## ACTION ITEM
A line belongs in the answer if it contains "EnvFilter"; copy every such line from the entries below.

• • •

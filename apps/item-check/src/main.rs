//! item-check entry point.

use clap::Parser;
use std::process::ExitCode;
use tracing::error;
use tracing_subscriber::EnvFilter;

use item_check::{exit_status, run, Cli};

fn main() -> ExitCode {
    init_tracing();

    let cli = Cli::parse();
    let result = run(&cli);

    if let Err(err) = &result {
        error!("{err:#}");
    }

    ExitCode::from(exit_status(&result))
}

/// Logs go to stderr so stdout carries only the report.
///
/// ## Log Levels
/// - `RUST_LOG=debug` - Show loaded config and parsed documents
/// - `RUST_LOG=item_core=trace` - Show every rejection as it is recorded
/// - Default: INFO level
fn init_tracing() {
    let filter = EnvFilter::try_from_default_env().unwrap_or_else(|_| EnvFilter::new("info"));

    tracing_subscriber::fmt()
        .with_env_filter(filter)
        .with_writer(std::io::stderr)
        .init();
}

• • •

## ANSWER TO THIS EXERCISE
use tracing_subscriber::EnvFilter;
    let filter = EnvFilter::try_from_default_env().unwrap_or_else(|_| EnvFilter::new("info"));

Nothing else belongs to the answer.